Problem –
Write down each of the records again, exactly and in full.

========================================

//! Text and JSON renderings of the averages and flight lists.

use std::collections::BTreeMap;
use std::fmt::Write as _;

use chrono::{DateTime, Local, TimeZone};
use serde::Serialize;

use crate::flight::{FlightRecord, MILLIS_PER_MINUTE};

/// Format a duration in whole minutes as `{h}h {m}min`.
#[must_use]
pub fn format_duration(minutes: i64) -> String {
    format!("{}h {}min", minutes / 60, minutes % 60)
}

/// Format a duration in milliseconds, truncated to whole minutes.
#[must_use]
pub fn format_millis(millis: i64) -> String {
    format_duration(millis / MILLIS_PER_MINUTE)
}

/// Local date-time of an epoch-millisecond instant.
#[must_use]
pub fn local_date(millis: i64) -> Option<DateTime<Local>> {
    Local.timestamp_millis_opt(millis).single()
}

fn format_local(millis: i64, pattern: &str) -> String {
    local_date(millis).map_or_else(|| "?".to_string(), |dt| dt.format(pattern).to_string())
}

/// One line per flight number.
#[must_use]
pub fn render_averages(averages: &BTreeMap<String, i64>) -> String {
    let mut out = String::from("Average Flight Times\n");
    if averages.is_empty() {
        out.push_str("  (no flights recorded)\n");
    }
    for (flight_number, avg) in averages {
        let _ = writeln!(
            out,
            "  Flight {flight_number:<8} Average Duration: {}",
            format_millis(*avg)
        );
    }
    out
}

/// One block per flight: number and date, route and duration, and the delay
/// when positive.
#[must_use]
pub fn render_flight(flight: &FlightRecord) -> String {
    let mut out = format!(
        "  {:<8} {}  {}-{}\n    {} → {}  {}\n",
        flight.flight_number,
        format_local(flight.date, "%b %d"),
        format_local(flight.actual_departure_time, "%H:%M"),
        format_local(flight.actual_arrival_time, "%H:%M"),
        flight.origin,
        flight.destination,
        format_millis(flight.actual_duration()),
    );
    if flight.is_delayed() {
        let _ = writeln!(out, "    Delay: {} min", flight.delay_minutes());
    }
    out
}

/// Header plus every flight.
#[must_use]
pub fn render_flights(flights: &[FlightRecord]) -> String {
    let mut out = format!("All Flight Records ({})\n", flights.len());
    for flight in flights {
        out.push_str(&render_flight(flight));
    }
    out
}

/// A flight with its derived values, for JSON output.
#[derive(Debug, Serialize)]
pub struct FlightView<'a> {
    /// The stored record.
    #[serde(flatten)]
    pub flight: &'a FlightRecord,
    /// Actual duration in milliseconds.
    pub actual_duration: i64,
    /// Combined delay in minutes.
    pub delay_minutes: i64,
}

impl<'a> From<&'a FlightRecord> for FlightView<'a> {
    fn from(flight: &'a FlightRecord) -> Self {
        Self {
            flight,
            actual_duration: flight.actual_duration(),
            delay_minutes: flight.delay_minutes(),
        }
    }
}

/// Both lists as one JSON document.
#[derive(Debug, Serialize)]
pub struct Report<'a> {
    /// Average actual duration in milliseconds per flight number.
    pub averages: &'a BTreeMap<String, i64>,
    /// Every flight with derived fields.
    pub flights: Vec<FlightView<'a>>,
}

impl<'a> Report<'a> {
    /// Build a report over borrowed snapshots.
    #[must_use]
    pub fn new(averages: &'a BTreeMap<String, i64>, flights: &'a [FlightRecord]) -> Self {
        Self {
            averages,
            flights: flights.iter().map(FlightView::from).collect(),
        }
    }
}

========================================

Exercise solution –
//! Text and JSON renderings of the averages and flight lists.

use std::collections::BTreeMap;
use std::fmt::Write as _;

use chrono::{DateTime, Local, TimeZone};
use serde::Serialize;

use crate::flight::{FlightRecord, MILLIS_PER_MINUTE};

/// Format a duration in whole minutes as `{h}h {m}min`.
#[must_use]
pub fn format_duration(minutes: i64) -> String {
    format!("{}h {}min", minutes / 60, minutes % 60)
}

/// Format a duration in milliseconds, truncated to whole minutes.
#[must_use]
pub fn format_millis(millis: i64) -> String {
    format_duration(millis / MILLIS_PER_MINUTE)
}

/// Local date-time of an epoch-millisecond instant.
#[must_use]
pub fn local_date(millis: i64) -> Option<DateTime<Local>> {
    Local.timestamp_millis_opt(millis).single()
}

fn format_local(millis: i64, pattern: &str) -> String {
    local_date(millis).map_or_else(|| "?".to_string(), |dt| dt.format(pattern).to_string())
}

/// One line per flight number.
#[must_use]
pub fn render_averages(averages: &BTreeMap<String, i64>) -> String {
    let mut out = String::from("Average Flight Times\n");
    if averages.is_empty() {
        out.push_str("  (no flights recorded)\n");
    }
    for (flight_number, avg) in averages {
        let _ = writeln!(
            out,
            "  Flight {flight_number:<8} Average Duration: {}",
            format_millis(*avg)
        );
    }
    out
}

/// One block per flight: number and date, route and duration, and the delay
/// when positive.
#[must_use]
pub fn render_flight(flight: &FlightRecord) -> String {
    let mut out = format!(
        "  {:<8} {}  {}-{}\n    {} → {}  {}\n",
        flight.flight_number,
        format_local(flight.date, "%b %d"),
        format_local(flight.actual_departure_time, "%H:%M"),
        format_local(flight.actual_arrival_time, "%H:%M"),
        flight.origin,
        flight.destination,
        format_millis(flight.actual_duration()),
    );
    if flight.is_delayed() {
        let _ = writeln!(out, "    Delay: {} min", flight.delay_minutes());
    }
    out
}

/// Header plus every flight.
#[must_use]
pub fn render_flights(flights: &[FlightRecord]) -> String {
    let mut out = format!("All Flight Records ({})\n", flights.len());
    for flight in flights {
        out.push_str(&render_flight(flight));
    }
    out
}

/// A flight with its derived values, for JSON output.
#[derive(Debug, Serialize)]
pub struct FlightView<'a> {
    /// The stored record.
    #[serde(flatten)]
    pub flight: &'a FlightRecord,
    /// Actual duration in milliseconds.
    pub actual_duration: i64,
    /// Combined delay in minutes.
    pub delay_minutes: i64,
}

impl<'a> From<&'a FlightRecord> for FlightView<'a> {
    fn from(flight: &'a FlightRecord) -> Self {
        Self {
            flight,
            actual_duration: flight.actual_duration(),
            delay_minutes: flight.delay_minutes(),
        }
    }
}

/// Both lists as one JSON document.
#[derive(Debug, Serialize)]
pub struct Report<'a> {
    /// Average actual duration in milliseconds per flight number.
    pub averages: &'a BTreeMap<String, i64>,
    /// Every flight with derived fields.
    pub flights: Vec<FlightView<'a>>,
}

impl<'a> Report<'a> {
    /// Build a report over borrowed snapshots.
    #[must_use]
    pub fn new(averages: &'a BTreeMap<String, i64>, flights: &'a [FlightRecord]) -> Self {
        Self {
            averages,
            flights: flights.iter().map(FlightView::from).collect(),
        }
    }
}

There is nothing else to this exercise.